When a RenderPass makes a request for a RenderObject from the ResourceList using a ResourceTicket (called acquiring), the ResourceList will check if the RenderResource located by the ResourceTicket is virtual (is not associated with a RenderObject). If not, great! The associated RenderObject is simply returned. But if the RenderResource is virtual, the ResourceList asks the RenderObjectMap (held by the RenderManager) to either create a new RenderObject to use or find an existing one to reallocate.

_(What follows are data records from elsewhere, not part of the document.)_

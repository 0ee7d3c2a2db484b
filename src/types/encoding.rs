// OPCUA for Rust
// SPDX-License-Identifier: MPL-2.0
// Copyright (C) 2017-2024 Adam Lock

//! Contains the `BinaryEncoder` trait and helpers for reading and writing of scalar values and
//! other primitives.

use std::{
    fmt::Debug,
    io::{Cursor, Read, Result, Write},
};

use byteorder::{ByteOrder, LittleEndian, WriteBytesExt};

use crate::types::{constants, status_code::StatusCode};

pub type EncodingResult<T> = std::result::Result<T, StatusCode>;

/// Restrictions placed on a decode by the host - a protocol stack must not let a malformed
/// or hostile message drive its memory use.
#[derive(Clone, Debug)]
pub struct DecodingOptions {
    /// Maximum size of a message in bytes. 0 means no limit.
    pub max_message_size: usize,
    /// Maximum length in bytes (not chars!) of a string. 0 actually means 0, i.e. no string permitted
    pub max_string_length: usize,
    /// Maximum length in bytes of a byte string. 0 actually means 0, i.e. no byte string permitted
    pub max_byte_string_length: usize,
    /// Maximum number of array elements. 0 actually means 0, i.e. no array permitted
    pub max_array_length: usize,
}

impl Default for DecodingOptions {
    fn default() -> Self {
        DecodingOptions {
            max_message_size: constants::MAX_MESSAGE_SIZE,
            max_string_length: constants::MAX_STRING_LENGTH,
            max_byte_string_length: constants::MAX_BYTE_STRING_LENGTH,
            max_array_length: constants::MAX_ARRAY_LENGTH,
        }
    }
}

impl DecodingOptions {
    /// This can be useful for decoding payloads that are not expected to contain
    /// a large value.
    pub fn minimal() -> Self {
        DecodingOptions {
            max_string_length: 8192,
            max_byte_string_length: 8192,
            max_array_length: 8192,
            ..Default::default()
        }
    }

    /// For test only. Having a separate function makes it easier to control calls to DecodingOptions::default().
    #[cfg(test)]
    pub fn test() -> Self {
        Self::default()
    }
}

/// OPC UA Binary Encoding interface. Anything that encodes to binary must implement this. It provides
/// functions to calculate the size in bytes of the struct (for allocating memory), encoding to a stream
/// and decoding from a stream.
pub trait BinaryEncoder<T> {
    /// Returns the exact byte length of the structure as it would be if `encode` were called.
    /// This may be called prior to writing to ensure the correct amount of space is available.
    fn byte_len(&self) -> usize;
    /// Encodes the instance to the write stream.
    fn encode<S: Write>(&self, stream: &mut S) -> EncodingResult<usize>;
    /// Decodes an instance from the read stream. The decoding options contains restrictions set by
    /// the server / client on the length of strings, arrays etc. If these limits are exceeded the
    /// implementation should return with a `BadDecodingError` as soon as possible.
    fn decode<S: Read>(stream: &mut S, decoding_options: &DecodingOptions) -> EncodingResult<T>;

    // Convenience method for encoding a message straight into an array of bytes. It is preferable to reuse buffers than
    // to call this so it should be reserved for tests and trivial code.
    fn encode_to_vec(&self) -> Vec<u8> {
        let mut buffer = Cursor::new(Vec::with_capacity(self.byte_len()));
        let _ = self.encode(&mut buffer);
        buffer.into_inner()
    }
}

/// Converts an IO encoding error (and logs when in error) into an EncodingResult
pub fn process_encode_io_result(result: Result<usize>) -> EncodingResult<usize> {
    result.map_err(|err| {
        trace!("Encoding error - {:?}", err);
        StatusCode::BadEncodingError
    })
}

/// Converts an IO decoding error (and logs when in error) into an EncodingResult
pub fn process_decode_io_result<T>(result: Result<T>) -> EncodingResult<T>
where
    T: Debug,
{
    result.map_err(|err| {
        trace!("Decoding error - {:?}", err);
        StatusCode::BadDecodingError
    })
}

/// Calculates the length in bytes of an array of encoded type
pub fn byte_len_array<T: BinaryEncoder<T>>(values: &Option<Vec<T>>) -> usize {
    let mut size = 4;
    if let Some(ref values) = values {
        size += values.iter().map(|v| v.byte_len()).sum::<usize>();
    }
    size
}

/// Write an array of the encoded type to stream, preserving distinction between null array and empty array
pub fn write_array<S: Write, T: BinaryEncoder<T>>(
    stream: &mut S,
    values: &Option<Vec<T>>,
) -> EncodingResult<usize> {
    let mut size = 0;
    if let Some(ref values) = values {
        size += write_i32(stream, values.len() as i32)?;
        for value in values.iter() {
            size += value.encode(stream)?;
        }
    } else {
        size += write_i32(stream, -1)?;
    }
    Ok(size)
}

/// Reads an array of the encoded type from a stream, preserving distinction between null array and empty array
pub fn read_array<S: Read, T: BinaryEncoder<T>>(
    stream: &mut S,
    decoding_options: &DecodingOptions,
) -> EncodingResult<Option<Vec<T>>> {
    let len = read_i32(stream)?;
    if len == -1 {
        Ok(None)
    } else if len < -1 {
        error!("Array length is negative value and invalid");
        Err(StatusCode::BadDecodingError)
    } else if len as usize > decoding_options.max_array_length {
        error!(
            "Array length {} exceeds decoding limit {}",
            len, decoding_options.max_array_length
        );
        Err(StatusCode::BadDecodingError)
    } else {
        let mut values: Vec<T> = Vec::with_capacity(len as usize);
        for _ in 0..len {
            values.push(T::decode(stream, decoding_options)?);
        }
        Ok(Some(values))
    }
}

/// Writes a series of identical bytes to the stream
pub fn write_bytes(stream: &mut dyn Write, value: u8, count: usize) -> EncodingResult<usize> {
    for _ in 0..count {
        let _ = stream
            .write_u8(value)
            .map_err(|_| StatusCode::BadEncodingError)?;
    }
    Ok(count)
}

/// Writes an unsigned byte to the stream
pub fn write_u8<T>(stream: &mut dyn Write, value: T) -> EncodingResult<usize>
where
    T: Into<u8>,
{
    let buf: [u8; 1] = [value.into()];
    process_encode_io_result(stream.write(&buf))
}

/// Writes a signed 16-bit value to the stream
pub fn write_i16<T>(stream: &mut dyn Write, value: T) -> EncodingResult<usize>
where
    T: Into<i16>,
{
    let mut buf = [0u8; 2];
    LittleEndian::write_i16(&mut buf, value.into());
    process_encode_io_result(stream.write(&buf))
}

/// Writes an unsigned 16-bit value to the stream
pub fn write_u16<T>(stream: &mut dyn Write, value: T) -> EncodingResult<usize>
where
    T: Into<u16>,
{
    let mut buf = [0u8; 2];
    LittleEndian::write_u16(&mut buf, value.into());
    process_encode_io_result(stream.write(&buf))
}

/// Writes a signed 32-bit value to the stream
pub fn write_i32<T>(stream: &mut dyn Write, value: T) -> EncodingResult<usize>
where
    T: Into<i32>,
{
    let mut buf = [0u8; 4];
    LittleEndian::write_i32(&mut buf, value.into());
    process_encode_io_result(stream.write(&buf))
}

/// Writes an unsigned 32-bit value to the stream
pub fn write_u32<T>(stream: &mut dyn Write, value: T) -> EncodingResult<usize>
where
    T: Into<u32>,
{
    let mut buf = [0u8; 4];
    LittleEndian::write_u32(&mut buf, value.into());
    process_encode_io_result(stream.write(&buf))
}

/// Writes a signed 64-bit value to the stream
pub fn write_i64<T>(stream: &mut dyn Write, value: T) -> EncodingResult<usize>
where
    T: Into<i64>,
{
    let mut buf = [0u8; 8];
    LittleEndian::write_i64(&mut buf, value.into());
    process_encode_io_result(stream.write(&buf))
}

/// Writes an unsigned 64-bit value to the stream
pub fn write_u64<T>(stream: &mut dyn Write, value: T) -> EncodingResult<usize>
where
    T: Into<u64>,
{
    let mut buf = [0u8; 8];
    LittleEndian::write_u64(&mut buf, value.into());
    process_encode_io_result(stream.write(&buf))
}

/// Writes a 32-bit precision value to the stream
pub fn write_f32<T>(stream: &mut dyn Write, value: T) -> EncodingResult<usize>
where
    T: Into<f32>,
{
    let mut buf = [0u8; 4];
    LittleEndian::write_f32(&mut buf, value.into());
    process_encode_io_result(stream.write(&buf))
}

/// Writes a 64-bit precision value to the stream
pub fn write_f64<T>(stream: &mut dyn Write, value: T) -> EncodingResult<usize>
where
    T: Into<f64>,
{
    let mut buf = [0u8; 8];
    LittleEndian::write_f64(&mut buf, value.into());
    process_encode_io_result(stream.write(&buf))
}

/// Reads an array of bytes from the stream
pub fn read_bytes(stream: &mut dyn Read, buf: &mut [u8]) -> EncodingResult<usize> {
    let result = stream.read_exact(buf);
    process_decode_io_result(result)?;
    Ok(buf.len())
}

/// Read an unsigned byte from the stream
pub fn read_u8(stream: &mut dyn Read) -> EncodingResult<u8> {
    let mut buf = [0u8];
    let result = stream.read_exact(&mut buf);
    process_decode_io_result(result)?;
    Ok(buf[0])
}

/// Read a signed 16-bit value from the stream
pub fn read_i16(stream: &mut dyn Read) -> EncodingResult<i16> {
    let mut buf = [0u8; 2];
    let result = stream.read_exact(&mut buf);
    process_decode_io_result(result)?;
    Ok(LittleEndian::read_i16(&buf))
}

/// Read an unsigned 16-bit value from the stream
pub fn read_u16(stream: &mut dyn Read) -> EncodingResult<u16> {
    let mut buf = [0u8; 2];
    let result = stream.read_exact(&mut buf);
    process_decode_io_result(result)?;
    Ok(LittleEndian::read_u16(&buf))
}

/// Read a signed 32-bit value from the stream
pub fn read_i32(stream: &mut dyn Read) -> EncodingResult<i32> {
    let mut buf = [0u8; 4];
    let result = stream.read_exact(&mut buf);
    process_decode_io_result(result)?;
    Ok(LittleEndian::read_i32(&buf))
}

/// Read an unsigned 32-bit value from the stream
pub fn read_u32(stream: &mut dyn Read) -> EncodingResult<u32> {
    let mut buf = [0u8; 4];
    let result = stream.read_exact(&mut buf);
    process_decode_io_result(result)?;
    Ok(LittleEndian::read_u32(&buf))
}

/// Read a signed 64-bit value from the stream
pub fn read_i64(stream: &mut dyn Read) -> EncodingResult<i64> {
    let mut buf = [0u8; 8];
    let result = stream.read_exact(&mut buf);
    process_decode_io_result(result)?;
    Ok(LittleEndian::read_i64(&buf))
}

/// Read an unsigned 64-bit value from the stream
pub fn read_u64(stream: &mut dyn Read) -> EncodingResult<u64> {
    let mut buf = [0u8; 8];
    let result = stream.read_exact(&mut buf);
    process_decode_io_result(result)?;
    Ok(LittleEndian::read_u64(&buf))
}

/// Read a 32-bit precision value from the stream
pub fn read_f32(stream: &mut dyn Read) -> EncodingResult<f32> {
    let mut buf = [0u8; 4];
    let result = stream.read_exact(&mut buf);
    process_decode_io_result(result)?;
    Ok(LittleEndian::read_f32(&buf))
}

/// Read a 64-bit precision from the stream
pub fn read_f64(stream: &mut dyn Read) -> EncodingResult<f64> {
    let mut buf = [0u8; 8];
    let result = stream.read_exact(&mut buf);
    process_decode_io_result(result)?;
    Ok(LittleEndian::read_f64(&buf))
}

The RenderObjectMap considers creating new RenderObjects expensive, so it tries to reallocate existing RenderObjects wherever it can. The ResourceDef (which defines the behavior of a RenderResource and the associated RenderObject) attached to the RenderResource is used to determine which RenderObjects are suitable for reallocation. Also the RenderObjectMap doesn’t like to keep unused RenderObjects alive, so once a RenderObject has gone a number of frames without being used, it is disposed.

As an example to better understand how render passes and resource handling works, here is a basic render pass that performs downsampling. That is, it takes an input texture and renders to an output texture that is a quarter of the size.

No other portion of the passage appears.